Mike, I think if I am not mistaken.....they are powdercoated. And yes the kennels look junkie...but I can't afford to replace them. Oh by the way...the guy that I spoke with at Options told me that I could get some spray to remove the rust & them spray paint them. He was a BIG help !!! :evil: My friend ended up painting his. I was reluctant to do that, because I don't want my dogs eating the paint if they should chew on the bars. Not that the original paint wouldn't come off, but I was told that it was curred on & that it wouldn't come off that easily even if the dog should take a bite or two. But I am sure that they lied about that just like everything else. I would never purchase anything again from they. Just their cavalier attitude about my complaints after spending almost $1000 with shipping & all was very disheartening.


----------



## David Frost (Mar 29, 2006)

I have all my kennels built by a local fence company. They are 8' x 10' with the gate on the 8 foot side. They do what they call a full welded panel and use 9 gauge commercial chain link. I've have kennels in service that are still solid after 15 years. They cost 425.00 dollars each. We place them on a 9' x 11' concrete slab. Stick in an insulated Igloo brand dog house and voila', dog kennel.

DFrost


----------



## Daniel Cox (Apr 17, 2006)

I sent him to my cousin in Lakeland, FL. I meet her in Atlanta. It was very hard but two males do not mix. I now have a working male and female. The working female is only 11 weeks.


Mike Schoonbrood said:


> That's a good looking kennel. Where in Florida did you send your showline?


----------



## Mike Schoonbrood (Mar 27, 2006)

Lakeland isn't too far from me, I've trained at a Schutzhund club a little past Lakeland in Plant City before. Does he do anything with the showline or is he a pet now?


----------



## Daniel Cox (Apr 17, 2006)

Just a pet. Simba was a very nice dog and needed a family. Schutzhund was a square peg round hole for him. He had great food drive and nice prey but he did not have the courage for the work on the field. Mike I might have to look you up when I go to Lakeland for Christmas. I should have my dogs w/ me. I just purchased a wt metal 4 dog and should have my dogs w/ me during xmas.


Mike Schoonbrood said:


> Lakeland isn't too far from me, I've trained at a Schutzhund club a little past Lakeland in Plant City before. Does he do anything with the showline or is he a pet now?


----------



## Michele Moore (Mar 27, 2006)

Hey Mike, 

I have the Magnum kennels, they are similar to the picture posted by Daniel. They are powdercoated and very durable and also easy for a girl to set up by herself :mrgreen: (I doubt that is important to you, just thought I would throw it in there). I will try to get a picture tomorrow. It is dark here right now and my digital is not the best. It looks like this though http://www.beavervalleysupply.com/sectionj/bedk.htm

I haven't had the powdercoating wear off but it is not very humid here and does not rain that much so I can't say they have been tested. However; I installed misters on the kennels and those have not rusted anything either so they seem pretty rustproof to me.


----------



## Bob Scott (Mar 30, 2006)

For you folks with a rust problem, go to a autobody store and get a rust bonding, paint on material. (probably find it at the big box stores also)
I can't think of the name right now but it will chemically bond with the rust. It goes on clear and turns black but it can be painted over if you don't like the look. 
I did a rusty old garden bench 6-8 yrs ago and it hasn't rusted again.


----------



## Mike Schoonbrood (Mar 27, 2006)

It's known as a Rust Converter if I remember correctly, good catch Bob.

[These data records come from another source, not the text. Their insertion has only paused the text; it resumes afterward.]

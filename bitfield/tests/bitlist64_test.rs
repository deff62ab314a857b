use bitfield::{BitLength, BitSupport, Bitlist64, Bitwise, BitwiseMut, BitwisePair, BitwisePairMut, ToBytes, Word};
use proptest::prelude::*;

proptest! {
    #[test]
    fn length_is_derived_from_words(words in arbitrary_words(8)) {
        let bits = Bitlist64::from_words(words.clone());
        assert_eq!(bits.bit_len(), words.len() as u64 * 64);
        assert_eq!(bits.len(), bits.bit_len());
    }

    #[test]
    fn new_rounds_up_to_whole_words(bit_count in 0u64..1000) {
        let bits = Bitlist64::new(bit_count);
        assert_eq!(bits.word_count() as u64, bit_count.div_ceil(64));
        assert_eq!(bits.bit_len() % 64, 0);
        assert!(bits.bit_len() >= bit_count);
        assert_eq!(bits.count(), 0);
        assert!(bits.bytes().is_empty());
    }

    #[test]
    fn bit_at_matches_words(bits in arbitrary_bitlist64(8)) {
        for index in 0..bits.bit_len() {
            let word = bits.words()[(index / 64) as usize];
            assert_eq!(bits.bit_at(index), (word >> (index % 64)) & 1 == 1);
        }
    }

    #[test]
    fn out_of_bounds_is_ignored(mut bits in arbitrary_bitlist64(4), offset in 0u64..1000) {
        let index = bits.bit_len() + offset;
        let before = bits.clone();
        assert!(!bits.bit_at(index));
        bits.set_bit_at(index, true);
        assert_eq!(bits, before);
        assert!(!bits.bit_at(u64::MAX));
    }

    #[test]
    fn set_bit_at_is_idempotent(mut bits in arbitrary_bitlist64(4), seed in any::<u64>()) {
        prop_assume!(bits.bit_len() > 0);
        let index = seed % bits.bit_len();
        for _ in 0..2 {
            bits.set_bit_at(index, true);
            assert!(bits.bit_at(index));
        }
        for _ in 0..2 {
            bits.set_bit_at(index, false);
            assert!(!bits.bit_at(index));
        }
    }

    #[test]
    fn count_matches_bit_indices(bits in arbitrary_bitlist64(8)) {
        let indices = bits.bit_indices();
        assert_eq!(indices.len() as u64, bits.count());
        assert!(indices.windows(2).all(|pair| pair[0] < pair[1]));
        for index in indices {
            assert!(bits.bit_at(index));
        }
    }

    #[test]
    fn bit_indices_matches_naive_scan(bits in arbitrary_bitlist64(8)) {
        let expected: Vec<u64> = (0..bits.bit_len()).filter(|index| bits.bit_at(*index)).collect();
        assert_eq!(bits.bit_indices(), expected);
    }

    #[test]
    fn bit_indices_into_stops_at_capacity(bits in arbitrary_bitlist64(4), capacity in 0usize..300) {
        let all = bits.bit_indices();
        let mut destination = vec![u64::MAX; capacity];
        let written = bits.bit_indices_into(&mut destination);
        assert_eq!(written, capacity.min(all.len()));
        assert_eq!(&destination[..written], &all[..written]);
        assert!(destination[written..].iter().all(|slot| *slot == u64::MAX));
    }

    #[test]
    fn bytes_round_trip(bits in arbitrary_bitlist64(8)) {
        let bytes = bits.bytes();
        assert!(bytes.len() <= bits.word_count() * 8);
        assert_ne!(bytes.last(), Some(&0));
        let decoded = Bitlist64::from_bytes(&bytes, bits.word_count()).unwrap();
        assert_eq!(decoded, bits);
        assert_eq!(decoded.bytes(), bytes);
    }

    #[test]
    fn contains_is_reflexive(bits in arbitrary_bitlist64(8)) {
        assert!(bits.contains(&bits));
    }

    #[test]
    fn overlaps_self_iff_nonzero(bits in arbitrary_bitlist64(8)) {
        prop_assume!(bits.bit_len() > 0);
        assert_eq!(bits.overlaps(&bits), bits.count() > 0);
    }

    #[test]
    fn contains_matches_bitwise_definition((left, right) in equal_length_bitlists(6)) {
        let expected = right.bit_indices().into_iter().all(|index| left.bit_at(index));
        assert_eq!(left.contains(&right), expected);
        assert!(left.or(&right).contains(&left));
        assert!(left.contains(&left.and(&right)));
    }

    #[test]
    fn overlaps_matches_intersection((left, right) in equal_length_bitlists(6)) {
        assert_eq!(left.overlaps(&right), !left.and(&right).is_zero());
        assert_eq!(left.overlaps(&right), right.overlaps(&left));
    }

    #[test]
    fn binary_operations_are_bitwise((left, right) in equal_length_bitlists(6)) {
        let (or, and, xor) = (left.or(&right), left.and(&right), left.xor(&right));
        for index in 0..left.bit_len() {
            let (l, r) = (left.bit_at(index), right.bit_at(index));
            assert_eq!(or.bit_at(index), l || r);
            assert_eq!(and.bit_at(index), l && r);
            assert_eq!(xor.bit_at(index), l ^ r);
        }
    }

    #[test]
    fn binary_operations_commute((left, right) in equal_length_bitlists(6)) {
        assert_eq!(left.or(&right), right.or(&left));
        assert_eq!(left.and(&right), right.and(&left));
        assert_eq!(left.xor(&right), right.xor(&left));
    }

    #[test]
    fn self_identities(bits in arbitrary_bitlist64(6)) {
        assert_eq!(bits.and(&bits), bits);
        assert_eq!(bits.or(&bits), bits);
        assert!(bits.xor(&bits).is_zero());
        assert_eq!(bits.not().not(), bits);
        assert_eq!(bits.not().count(), bits.bit_len() - bits.count());
    }

    #[test]
    fn into_forms_match_allocating_forms((left, right) in equal_length_bitlists(6), garbage in any::<u64>()) {
        let mut destination = Bitlist64::from_words(vec![garbage; left.word_count()]);
        left.or_into(&right, &mut destination);
        assert_eq!(destination, left.or(&right));
        left.and_into(&right, &mut destination);
        assert_eq!(destination, left.and(&right));
        left.xor_into(&right, &mut destination);
        assert_eq!(destination, left.xor(&right));
        left.not_into(&mut destination);
        assert_eq!(destination, left.not());
    }

    #[test]
    fn assign_forms_match_allocating_forms((left, right) in equal_length_bitlists(6)) {
        let mut target = left.clone();
        target.bitor_assign(&right);
        assert_eq!(target, left.or(&right));
        let mut target = left.clone();
        target.bitand_assign(&right);
        assert_eq!(target, left.and(&right));
        let mut target = left.clone();
        target.bitxor_assign(&right);
        assert_eq!(target, left.xor(&right));
    }

    #[test]
    fn operators_match_methods((left, right) in equal_length_bitlists(6)) {
        assert_eq!(&left | &right, left.or(&right));
        assert_eq!(&left & &right, left.and(&right));
        assert_eq!(&left ^ &right, left.xor(&right));
        assert_eq!(!&left, left.not());
        let mut target = left.clone();
        target ^= &right;
        target ^= &right;
        assert_eq!(target, left);
    }

    #[test]
    fn clone_is_independent(bits in arbitrary_bitlist64(4)) {
        prop_assume!(bits.bit_len() > 0);
        let mut copy = bits.clone();
        let flipped = !bits.bit_at(0);
        copy.set_bit_at(0, flipped);
        assert_ne!(copy.bit_at(0), bits.bit_at(0));
    }
}

#[test]
fn trailing_zero_word_is_trimmed() {
    let bits = Bitlist64::from_words(vec![0x0000_0000_0000_0005, 0x0]);
    assert_eq!(bits.bytes(), vec![0x05]);
    assert_eq!(bits.bit_indices(), vec![0, 2]);
    assert_eq!(bits.count(), 2);
}

#[test]
fn trimming_keeps_interior_zero_bytes() {
    let bits = Bitlist64::from_words(vec![0x0, 0x0000_0000_0001_0000, 0x0]);
    assert_eq!(bits.bytes(), vec![0, 0, 0, 0, 0, 0, 0, 0, 0x00, 0x00, 0x01]);
    assert_eq!(bits.bit_indices(), vec![80]);
}

#[test]
fn full_words_are_not_trimmed() {
    let bits = Bitlist64::from_words(vec![Word::MAX, 1 << 63]);
    assert_eq!(bits.bytes().len(), 16);
    assert_eq!(bits.bytes()[15], 0x80);
    assert_eq!(bits.count(), 65);
}

#[test]
fn all_zero_serializes_empty() {
    assert!(Bitlist64::from_words(vec![0; 4]).bytes().is_empty());
    assert!(Bitlist64::default().bytes().is_empty());
}

#[test]
fn set_algebra_scenario() {
    let left = Bitlist64::from_words(vec![0b0110]);
    let right = Bitlist64::from_words(vec![0b0011]);
    assert_eq!(left.or(&right).words(), &[0b0111]);
    assert_eq!(left.and(&right).words(), &[0b0010]);
    assert_eq!(left.xor(&right).words(), &[0b0101]);
    assert!(!left.contains(&right));
    assert!(!right.contains(&left));
    assert!(left.overlaps(&right));
}

#[test]
fn disjoint_do_not_overlap() {
    let left = Bitlist64::from_words(vec![0b0100, 0]);
    let right = Bitlist64::from_words(vec![0b0011, 1 << 40]);
    assert!(!left.overlaps(&right));
    assert!(!Bitlist64::default().overlaps(&Bitlist64::default()));
}

#[test]
fn zero_length_not_is_unchanged() {
    let empty = Bitlist64::default();
    assert_eq!(empty.not(), empty);
    assert!(empty.contains(&empty));
    assert!(empty.bit_indices().is_empty());
    let mut destination = Bitlist64::default();
    empty.not_into(&mut destination);
    assert_eq!(destination, empty);
}

#[test]
fn bit_indices_into_partial() {
    let bits = Bitlist64::from_words(vec![0b1010, 0b1]);
    let mut destination = [0u64; 2];
    assert_eq!(bits.bit_indices_into(&mut destination), 2);
    assert_eq!(destination, [1, 3]);
    let mut empty: [u64; 0] = [];
    assert_eq!(bits.bit_indices_into(&mut empty), 0);
}

#[test]
fn decoding_rejects_oversized_input() {
    let error = Bitlist64::from_bytes(&[1; 9], 1).unwrap_err();
    assert_eq!(error, bitfield::BitfieldError::TooManyBytes { max: 8, actual: 9 });
    assert_eq!(Bitlist64::from_bytes(&[], 0).unwrap(), Bitlist64::default());
    assert_eq!(Bitlist64::from_bytes(&[0x05], 2).unwrap().words(), &[0x05, 0]);
}

#[test]
fn display_lists_bits_from_index_zero() {
    let bits = Bitlist64::from_words(vec![0b101]);
    let rendered = bits.to_string();
    assert_eq!(rendered.len(), 64);
    assert!(rendered.starts_with("101000"));
}

#[test]
#[should_panic(expected = "bitlists are different lengths")]
fn contains_rejects_length_mismatch() {
    let _ = Bitlist64::new(64).contains(&Bitlist64::new(128));
}

#[test]
#[should_panic(expected = "bitlists are different lengths")]
fn overlaps_rejects_length_mismatch() {
    let _ = Bitlist64::new(64).overlaps(&Bitlist64::default());
}

#[test]
#[should_panic(expected = "bitlists are different lengths")]
fn or_rejects_length_mismatch() {
    let _ = Bitlist64::new(64).or(&Bitlist64::new(128));
}

#[test]
#[should_panic(expected = "bitlists are different lengths")]
fn and_into_rejects_destination_mismatch() {
    let mut destination = Bitlist64::new(128);
    Bitlist64::new(64).and_into(&Bitlist64::new(64), &mut destination);
}

#[test]
#[should_panic(expected = "bitlists are different lengths")]
fn xor_assign_rejects_length_mismatch() {
    let mut target = Bitlist64::new(64);
    target ^= &Bitlist64::new(192);
}

#[test]
#[should_panic(expected = "bitlists are different lengths")]
fn and_rejects_length_mismatch() {
    let _ = Bitlist64::new(128).and(&Bitlist64::new(64));
}

#[test]
#[should_panic(expected = "bitlists are different lengths")]
fn xor_rejects_length_mismatch() {
    let _ = Bitlist64::new(64).xor(&Bitlist64::default());
}

#[test]
#[should_panic(expected = "bitlists are different lengths")]
fn or_into_rejects_other_mismatch() {
    let mut destination = Bitlist64::new(64);
    Bitlist64::new(64).or_into(&Bitlist64::new(128), &mut destination);
}

#[test]
#[should_panic(expected = "bitlists are different lengths")]
fn xor_into_rejects_other_mismatch() {
    let mut destination = Bitlist64::new(128);
    Bitlist64::new(128).xor_into(&Bitlist64::new(64), &mut destination);
}

#[test]
#[should_panic(expected = "bitlists are different lengths")]
fn not_into_rejects_destination_mismatch() {
    let mut destination = Bitlist64::new(64);
    Bitlist64::new(128).not_into(&mut destination);
}

#[test]
#[should_panic(expected = "bitlists are different lengths")]
fn or_assign_rejects_length_mismatch() {
    let mut target = Bitlist64::new(64);
    target |= &Bitlist64::new(128);
}

#[test]
#[should_panic(expected = "bitlists are different lengths")]
fn and_assign_rejects_length_mismatch() {
    let mut target = Bitlist64::new(128);
    target &= &Bitlist64::new(64);
}

#[test]
fn assign_random_stays_in_bounds() {
    use rand::SeedableRng;
    let mut random_number_generator = rand::rngs::SmallRng::seed_from_u64(7);
    let mut bits = Bitlist64::new(256);
    bits.assign_random(&mut random_number_generator);
    assert_eq!(bits.bit_len(), 256);
    assert!(bits.count() > 0);
    assert_eq!(bits.bit_indices().len() as u64, bits.count());
}

fn sparse_word() -> impl Strategy<Value = Word> {
    prop_oneof![
        Just(0),
        any::<Word>(),
        (0u32..64).prop_map(|shift| 1 << shift),
        (0u32..64).prop_map(|shift| Word::MAX >> shift),
    ]
}

fn arbitrary_words(max_words: usize) -> impl Strategy<Value = Vec<Word>> {
    prop::collection::vec(sparse_word(), 0..max_words)
}

fn arbitrary_bitlist64(max_words: usize) -> impl Strategy<Value = Bitlist64> {
    arbitrary_words(max_words).prop_map(Bitlist64::from_words)
}

fn equal_length_bitlists(max_words: usize) -> impl Strategy<Value = (Bitlist64, Bitlist64)> {
    (0..max_words).prop_flat_map(|word_count| {
        (
            prop::collection::vec(sparse_word(), word_count).prop_map(Bitlist64::from_words),
            prop::collection::vec(sparse_word(), word_count).prop_map(Bitlist64::from_words),
        )
    })
}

Lemme know when you're down here Daniel, come hang out at our training field and give your dogs a Christmas workout


----------



## Lynn Cheffins (Jul 11, 2006)

That rust converter stuff works great - I live in the road salt capital of Canada and have had to refurbish alot of stuff with it.


----------



## Maren Bell Jones (Jun 7, 2006)

Well, if a dog is hell bent on escaping, the Hound Surround kennels aren't much good. :evil: Zoso did this in about 2-3 days after he figured out that he'd have to pull it up if I chained the door to the frame so he couldn't pop it open. This was even after I had 4 large cement blocks (one on the inside, three on the outside of the door) to block it. So much for keeping my promise to my landlord to keep the dogs in the basement during the day. We are so not getting our deposit back...Here's Buck as if to say "hey, wasn't me, boss lady..."


----------



## Lynn Cheffins (Jul 11, 2006)

Maren those lighter gauge chain link kennels usually only serve as entertainment for dogs!
Get the heaviest gauge you can afford if you use chain link. I have one old chain link kennel that is virtually destruction proof - it is 20 years old, still looks good and survived Malamutes(fence rippers of note  ). The dept store kennels with the stretcher bar arrangement don't seem very sturdy at all. The ones with rounded corners with the chain-link "slinky-wrapped" always seem stretched much tighter and dogs can't get a hold of the chain link and pull back on it.


----------



## Maren Bell Jones (Jun 7, 2006)

So I wonder if it is even worth trying to patch up the hole. It would be helpful for my fosters who are, in theory, not as nuts as he is. I can't contain that dog without spending even more money, but he is doing fine with run of the house (except the bedrooms). At least he's not clawing the doors or chewing the carpet trying to escape. It is so weird. Being in the crate when I'm around is fine. Being in the house alone is usually fine (except the odd thing occasionally being chewed due to boredom and/or not enough exercise at the moment). But putting the two together is no good.


----------